So here, we might want to use a bar plot to show how many stranger items of each category there are. To do this, we can use the geom_bar function. The only aesthetic we need is just the x argument, which would be the column that contains the categories that you want each bar to belong to. In this dataset, the name of that column is Category coincidentally.
ggplot(data = menu) +
geom_bar(mapping = aes(x = Category))
Notice what this plot does. Starting with the gray background layer, it superimposes several things: labels across the bottom for each menu category (they’re overlapping here, but on in R you can widen it yourself) with an axis label (Category), ticks across the left side with an axis label (count), another set of major and minor white grid lines, and the bars themselves. Here, we can see that the majority of menu items are actually coffee and tea products. This is likely because each individual size is treated as a separate item in this dataset because each size has its own nutritional amounts.
Okay, so now let’s try to fill in each bar with a different color per category. You’d think that the way we do that is to add color = Category, right?
ggplot(data = menu) +
geom_bar(mapping = aes(x = Category, color = Category))
Oops! What did this do (other than create a kinda cool looking plot)? For geom_bar, it turns out that the color aesthetic changes the outline of the bar. If we want to fill it in, we have to use fill instead of color:
ggplot(data = menu) +
geom_bar(mapping = aes(x = Category, fill = Category))

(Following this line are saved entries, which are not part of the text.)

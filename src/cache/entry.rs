//! Cache Entry Module
//!
//! Pairs a stored value with its expiration policy.

use std::time::Duration;

use chrono::{DateTime, Utc};

use crate::cache::{CacheValue, ExpirationPolicy};

// == Cache Entry ==
/// A single cache entry: the value and the policy deciding when it goes stale.
#[derive(Debug, Clone)]
pub struct CacheEntry<V> {
    value: V,
    policy: ExpirationPolicy,
    created_at: DateTime<Utc>,
}

impl<V> CacheEntry<V> {
    // == Constructors ==
    /// Creates an entry and arms `policy` at `now`.
    pub fn new(value: V, policy: ExpirationPolicy, now: DateTime<Utc>) -> Self {
        policy.reset(now);
        Self {
            value,
            policy,
            created_at: now,
        }
    }

    /// Shorthand for an entry with an absolute policy of `duration`.
    pub fn with_duration(value: V, duration: Duration, now: DateTime<Utc>) -> Self {
        Self::new(value, ExpirationPolicy::duration(duration), now)
    }

    // == Accessors ==
    /// The value, without renewing a sliding policy.
    pub fn value(&self) -> &V {
        &self.value
    }

    /// The value as a consumer read: renews a sliding policy.
    pub fn read(&self, now: DateTime<Utc>) -> &V {
        self.policy.touch(now);
        &self.value
    }

    pub fn policy(&self) -> &ExpirationPolicy {
        &self.policy
    }

    pub fn created_at(&self) -> DateTime<Utc> {
        self.created_at
    }

    // == Is Expired ==
    /// Inspection path used by the sweep; never touches the policy.
    pub fn is_expired(&self, now: DateTime<Utc>) -> bool {
        self.policy.is_expired(now)
    }

    pub fn into_value(self) -> V {
        self.value
    }
}

impl<V: CacheValue> CacheEntry<V> {
    /// Consumes the entry and releases its value.
    pub fn dispose_value(self) -> anyhow::Result<()> {
        self.value.dispose()
    }
}
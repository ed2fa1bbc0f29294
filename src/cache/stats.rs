//! Cache Statistics Module
//!
//! Tracks cache hits, misses, expirations and explicit removals.

use std::sync::atomic::{AtomicU64, Ordering};

use serde::Serialize;

// == Cache Stats ==
/// Snapshot of cache performance counters.
#[derive(Debug, Clone, Default, PartialEq, Eq, Serialize)]
pub struct CacheStats {
    /// Number of successful cache retrievals
    pub hits: u64,
    /// Number of lookups that found no entry
    pub misses: u64,
    /// Number of entries evicted by the sweep
    pub expirations: u64,
    /// Number of entries dropped by `remove` or `clear`
    pub removals: u64,
    /// Current number of entries in the cache
    pub total_entries: usize,
}

impl CacheStats {
    // == Constructor ==
    /// Creates a new CacheStats with all counters at zero.
    pub fn new() -> Self {
        Self::default()
    }

    // == Hit Rate ==
    /// Calculates the cache hit rate.
    ///
    /// Returns hits / (hits + misses), or 0.0 if no requests have been made.
    pub fn hit_rate(&self) -> f64 {
        let total = self.hits + self.misses;
        if total == 0 {
            0.0
        } else {
            self.hits as f64 / total as f64
        }
    }
}

// == Stats Counter ==
/// Lock-free counters shared by the store and its sweeper.
#[derive(Debug, Default)]
pub(crate) struct StatsCounter {
    hits: AtomicU64,
    misses: AtomicU64,
    expirations: AtomicU64,
    removals: AtomicU64,
}

impl StatsCounter {
    pub(crate) fn record_hit(&self) {
        self.hits.fetch_add(1, Ordering::Relaxed);
    }

    pub(crate) fn record_miss(&self) {
        self.misses.fetch_add(1, Ordering::Relaxed);
    }

    pub(crate) fn record_expiration(&self) {
        self.expirations.fetch_add(1, Ordering::Relaxed);
    }

    pub(crate) fn record_removals(&self, count: usize) {
        self.removals.fetch_add(count as u64, Ordering::Relaxed);
    }

    pub(crate) fn snapshot(&self, total_entries: usize) -> CacheStats {
        CacheStats {
            hits: self.hits.load(Ordering::Relaxed),
            misses: self.misses.load(Ordering::Relaxed),
            expirations: self.expirations.load(Ordering::Relaxed),
            removals: self.removals.load(Ordering::Relaxed),
            total_entries,
        }
    }
}
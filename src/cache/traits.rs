//! Key and value capabilities required by the cache.

use std::fmt::Debug;
use std::hash::Hash;
use std::sync::Arc;

// == Cache Key ==
/// A type usable as a cache key.
///
/// `is_null` marks the "no key" value of the type. Every keyed store
/// operation rejects null keys with `CacheError::InvalidArgument`.
pub trait CacheKey: Eq + Hash + Clone + Debug + Send + Sync + 'static {
    /// Returns `true` if this key is the null key of its type.
    fn is_null(&self) -> bool {
        false
    }
}

impl CacheKey for String {
    fn is_null(&self) -> bool {
        self.is_empty()
    }
}

impl CacheKey for &'static str {
    fn is_null(&self) -> bool {
        self.is_empty()
    }
}

impl CacheKey for Arc<str> {
    fn is_null(&self) -> bool {
        self.is_empty()
    }
}

impl<T: CacheKey> CacheKey for Option<T> {
    fn is_null(&self) -> bool {
        self.as_ref().map_or(true, CacheKey::is_null)
    }
}

macro_rules! never_null_key {
    ($($t:ty),* $(,)?) => {
        $(impl CacheKey for $t {})*
    };
}

never_null_key!(u8, u16, u32, u64, u128, usize, i8, i16, i32, i64, i128, isize, char, bool);

// == Cache Value ==
/// A type storable as a cache value.
///
/// `dispose` is the release hook the store invokes when a value leaves
/// the cache and disposal is enabled. The default is a no-op, so plain
/// data types only need an empty `impl`.
pub trait CacheValue: Send + Sync + 'static {
    /// Returns `true` if this value is the null value of its type.
    fn is_null(&self) -> bool {
        false
    }

    /// Releases resources held by the value.
    fn dispose(&self) -> anyhow::Result<()> {
        Ok(())
    }
}

impl<T: CacheValue> CacheValue for Option<T> {
    fn is_null(&self) -> bool {
        self.is_none()
    }

    fn dispose(&self) -> anyhow::Result<()> {
        match self {
            Some(inner) => inner.dispose(),
            None => Ok(()),
        }
    }
}

impl<T: CacheValue + ?Sized> CacheValue for Arc<T> {
    fn is_null(&self) -> bool {
        (**self).is_null()
    }

    fn dispose(&self) -> anyhow::Result<()> {
        (**self).dispose()
    }
}

impl<T: Send + Sync + 'static> CacheValue for Vec<T> {}

impl CacheValue for str {}

macro_rules! plain_value {
    ($($t:ty),* $(,)?) => {
        $(impl CacheValue for $t {})*
    };
}

plain_value!(
    String, &'static str, u8, u16, u32, u64, u128, usize, i8, i16, i32, i64, i128, isize, f32,
    f64, char, bool
);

But what if we want all of the bars to be their own color but the outline to be just one color? If we want to apply some property to all items within a geom, we add that property outside of the aes function as a separate argument. For example, we can make the outlines all black while still retaining the colored bars. (Here, I use the color slategrey. You can find a complete list of color keywords in R by going here.)
ggplot(data = menu) +
geom_bar(mapping = aes(x = Category, fill = Category), color = "slategrey")

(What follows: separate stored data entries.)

//! Configuration Module
//!
//! Handles loading and managing cache configuration from environment variables.

use std::env;
use std::time::Duration;

use serde::Deserialize;

use crate::cache::ExpirationPolicy;

/// Cache configuration parameters.
///
/// All values can be configured via environment variables with sensible defaults.
#[derive(Debug, Clone, PartialEq, Eq, Deserialize)]
#[serde(default)]
pub struct CacheConfig {
    /// Lifetime given to entries added without an explicit policy; `None` = never expire
    #[serde(with = "millis_opt")]
    pub default_ttl: Option<Duration>,
    /// Whether the default lifetime is sliding rather than absolute
    pub sliding_by_default: bool,
    /// Interval between background sweeps; zero disables the sweeper
    #[serde(with = "millis")]
    pub sweep_interval: Duration,
    /// Dispose values when they leave the cache
    pub dispose_values_on_removal: bool,
    /// Accept null values in `add` and fetch
    pub allow_null_values: bool,
}

impl CacheConfig {
    /// Creates a new CacheConfig by loading values from environment variables.
    ///
    /// # Environment Variables
    /// - `CACHE_DEFAULT_TTL_MS` - Default lifetime in milliseconds, 0 = never (default: 0)
    /// - `CACHE_SLIDING` - Default lifetime is sliding (default: false)
    /// - `CACHE_SWEEP_INTERVAL_MS` - Sweep interval in milliseconds, 0 = off (default: 0)
    /// - `CACHE_DISPOSE_ON_REMOVAL` - Dispose removed values (default: false)
    /// - `CACHE_ALLOW_NULL_VALUES` - Accept null values (default: false)
    pub fn from_env() -> Self {
        let defaults = Self::default();
        Self {
            default_ttl: env_parse::<u64>("CACHE_DEFAULT_TTL_MS")
                .map(|ms| Some(Duration::from_millis(ms)).filter(|d| !d.is_zero()))
                .unwrap_or(defaults.default_ttl),
            sliding_by_default: env_parse("CACHE_SLIDING").unwrap_or(defaults.sliding_by_default),
            sweep_interval: env_parse("CACHE_SWEEP_INTERVAL_MS")
                .map(Duration::from_millis)
                .unwrap_or(defaults.sweep_interval),
            dispose_values_on_removal: env_parse("CACHE_DISPOSE_ON_REMOVAL")
                .unwrap_or(defaults.dispose_values_on_removal),
            allow_null_values: env_parse("CACHE_ALLOW_NULL_VALUES")
                .unwrap_or(defaults.allow_null_values),
        }
    }

    /// The policy handed to entries added without an explicit one.
    pub fn default_policy(&self) -> ExpirationPolicy {
        match (self.default_ttl, self.sliding_by_default) {
            (None, _) => ExpirationPolicy::never(),
            (Some(ttl), false) => ExpirationPolicy::duration(ttl),
            (Some(ttl), true) => ExpirationPolicy::sliding(ttl),
        }
    }
}

impl Default for CacheConfig {
    fn default() -> Self {
        Self {
            default_ttl: None,
            sliding_by_default: false,
            sweep_interval: Duration::ZERO,
            dispose_values_on_removal: false,
            allow_null_values: false,
        }
    }
}

fn env_parse<T: std::str::FromStr>(name: &str) -> Option<T> {
    env::var(name).ok().and_then(|v| v.trim().parse().ok())
}

mod millis {
    use serde::{Deserialize, Deserializer};
    use std::time::Duration;

    pub fn deserialize<'de, D: Deserializer<'de>>(d: D) -> Result<Duration, D::Error> {
        u64::deserialize(d).map(Duration::from_millis)
    }
}

mod millis_opt {
    use serde::{Deserialize, Deserializer};
    use std::time::Duration;

    pub fn deserialize<'de, D: Deserializer<'de>>(d: D) -> Result<Option<Duration>, D::Error> {
        let ms = Option::<u64>::deserialize(d)?;
        Ok(ms.filter(|ms| *ms > 0).map(Duration::from_millis))
    }
}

At this point, the sky is the limit as far as colors. You can set fill or color to be global properties or as aesthetics of the plot, or some combination of the two. For a minimalistic approach, you could set them both as global options and find an outline color that go well together.
ggplot(data = menu) +
geom_bar(mapping = aes(x = Category), fill = "white", color = "royalblue")
There are a couple other things you can adjust for this plot. If you want to tweak the width of the bars themselves, you can do so with the width argument The default is 1, so use a larger number for wider bars and a smaller number for skinnier bars. Note that this is not an aesthetic, so it can’t vary by some variable. In other words, it’s an argument of geom_bar() rather than aes().
ggplot(data = menu) +
geom_bar(mapping = aes(x = Category), fill = "springgreen3", color = "tan4", width = 3)## Warning: position_stack requires non-overlapping x intervals
ggplot(data = menu) +
geom_bar(mapping = aes(x = Category), fill = "springgreen3", color = "tan4", width = 1/3)
You can even change the thickness of the outline using the size property. Just like width, this must be a global property, and the default is 1.
ggplot(data = menu) +
geom_bar(mapping = aes(x = Category), fill = "mediumvioletred", color = "midnightblue", size = 3)
ggplot(data = menu) +
geom_bar(mapping = aes(x = Category), fill = "mediumvioletred", color = "midnightblue", size = 1/3)
So barplots are good because you can quickly show how many of each category there are. I prefer them to pie charts because judging the height of bars is easier than the angle of pie wedges.
3.2 What if my data is already summarized?
The previous section works great if your data is formatted in the correct way. Specifically if you’ve got lots of data and you want the bars to automatically summarize them for you. So for example there were 260 menu items in the menu dataset, but when I made the barplot, there were only 9 bars. I didn’t tell ggplot2 that there were 15 Beef & Pork menu items, because it summarized it for me.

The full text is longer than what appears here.